__EXERCISE BRIEF__. Below are some entries. Copy each line in them that holds "SystemTime".

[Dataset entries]

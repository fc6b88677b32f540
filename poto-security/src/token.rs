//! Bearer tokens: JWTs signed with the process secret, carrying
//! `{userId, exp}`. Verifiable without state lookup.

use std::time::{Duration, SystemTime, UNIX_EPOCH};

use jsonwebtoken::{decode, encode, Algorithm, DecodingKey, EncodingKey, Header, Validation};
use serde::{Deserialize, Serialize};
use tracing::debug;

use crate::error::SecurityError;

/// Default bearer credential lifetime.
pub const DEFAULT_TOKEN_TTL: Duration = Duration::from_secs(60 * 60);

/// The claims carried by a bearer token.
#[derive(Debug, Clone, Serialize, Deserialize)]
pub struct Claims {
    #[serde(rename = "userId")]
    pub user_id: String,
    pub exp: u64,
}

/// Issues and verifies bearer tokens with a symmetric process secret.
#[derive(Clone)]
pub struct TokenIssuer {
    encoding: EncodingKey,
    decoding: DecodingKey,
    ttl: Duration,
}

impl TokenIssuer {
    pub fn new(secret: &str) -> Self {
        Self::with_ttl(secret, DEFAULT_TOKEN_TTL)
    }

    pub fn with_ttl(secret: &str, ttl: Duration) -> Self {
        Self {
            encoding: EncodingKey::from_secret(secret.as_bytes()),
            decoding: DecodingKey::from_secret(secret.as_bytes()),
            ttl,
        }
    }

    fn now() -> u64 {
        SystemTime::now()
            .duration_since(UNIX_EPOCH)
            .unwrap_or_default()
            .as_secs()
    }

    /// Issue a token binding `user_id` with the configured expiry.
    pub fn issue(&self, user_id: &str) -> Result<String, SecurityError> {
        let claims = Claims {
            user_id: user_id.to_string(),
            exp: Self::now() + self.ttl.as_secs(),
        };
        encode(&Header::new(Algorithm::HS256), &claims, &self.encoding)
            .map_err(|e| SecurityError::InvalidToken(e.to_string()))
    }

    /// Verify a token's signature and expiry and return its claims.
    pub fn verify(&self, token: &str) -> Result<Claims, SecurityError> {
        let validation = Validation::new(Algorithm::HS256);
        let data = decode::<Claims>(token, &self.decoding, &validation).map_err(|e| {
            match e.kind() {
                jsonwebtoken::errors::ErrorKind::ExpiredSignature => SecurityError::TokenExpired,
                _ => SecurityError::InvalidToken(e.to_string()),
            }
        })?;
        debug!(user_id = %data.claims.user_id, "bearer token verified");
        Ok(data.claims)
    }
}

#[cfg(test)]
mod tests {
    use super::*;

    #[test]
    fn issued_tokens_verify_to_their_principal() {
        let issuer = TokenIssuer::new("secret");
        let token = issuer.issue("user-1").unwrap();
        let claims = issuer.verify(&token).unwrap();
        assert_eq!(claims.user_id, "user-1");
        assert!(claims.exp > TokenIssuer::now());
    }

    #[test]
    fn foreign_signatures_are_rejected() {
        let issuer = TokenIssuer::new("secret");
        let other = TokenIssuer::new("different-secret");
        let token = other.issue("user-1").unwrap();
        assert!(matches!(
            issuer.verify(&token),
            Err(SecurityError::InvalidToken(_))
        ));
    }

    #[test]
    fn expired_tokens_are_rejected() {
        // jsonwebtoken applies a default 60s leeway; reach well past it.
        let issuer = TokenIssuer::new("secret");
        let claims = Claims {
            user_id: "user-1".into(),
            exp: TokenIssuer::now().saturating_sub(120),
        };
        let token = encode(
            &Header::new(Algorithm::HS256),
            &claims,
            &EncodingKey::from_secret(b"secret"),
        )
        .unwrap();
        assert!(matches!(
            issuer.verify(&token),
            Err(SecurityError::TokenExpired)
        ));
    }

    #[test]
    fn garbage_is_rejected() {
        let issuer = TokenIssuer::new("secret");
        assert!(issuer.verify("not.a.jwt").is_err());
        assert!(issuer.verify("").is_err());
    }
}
---
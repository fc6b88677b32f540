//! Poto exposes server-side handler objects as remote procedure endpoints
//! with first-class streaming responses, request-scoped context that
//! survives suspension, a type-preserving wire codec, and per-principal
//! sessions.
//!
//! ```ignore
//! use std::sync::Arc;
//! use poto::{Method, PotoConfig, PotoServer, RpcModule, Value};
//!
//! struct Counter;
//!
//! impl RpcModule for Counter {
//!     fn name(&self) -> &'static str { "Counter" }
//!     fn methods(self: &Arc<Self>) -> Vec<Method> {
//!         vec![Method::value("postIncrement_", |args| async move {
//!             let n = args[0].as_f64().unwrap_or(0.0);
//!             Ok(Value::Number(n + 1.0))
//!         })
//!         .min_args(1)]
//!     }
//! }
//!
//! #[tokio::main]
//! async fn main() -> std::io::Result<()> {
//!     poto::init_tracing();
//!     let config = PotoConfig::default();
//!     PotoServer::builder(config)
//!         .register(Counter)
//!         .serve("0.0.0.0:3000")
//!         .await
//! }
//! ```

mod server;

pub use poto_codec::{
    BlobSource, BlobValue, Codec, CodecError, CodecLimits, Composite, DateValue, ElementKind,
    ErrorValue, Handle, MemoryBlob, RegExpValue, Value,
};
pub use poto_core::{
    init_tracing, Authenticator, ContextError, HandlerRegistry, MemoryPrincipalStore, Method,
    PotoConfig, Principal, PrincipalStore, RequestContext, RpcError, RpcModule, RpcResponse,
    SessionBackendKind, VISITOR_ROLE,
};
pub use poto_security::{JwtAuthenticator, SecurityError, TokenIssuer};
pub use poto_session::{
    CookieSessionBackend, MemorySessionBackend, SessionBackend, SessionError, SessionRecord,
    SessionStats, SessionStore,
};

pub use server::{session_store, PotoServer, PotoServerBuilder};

__SOLUTION TO THIS EXERCISE__.
use std::time::{Duration, SystemTime, UNIX_EPOCH};
        SystemTime::now()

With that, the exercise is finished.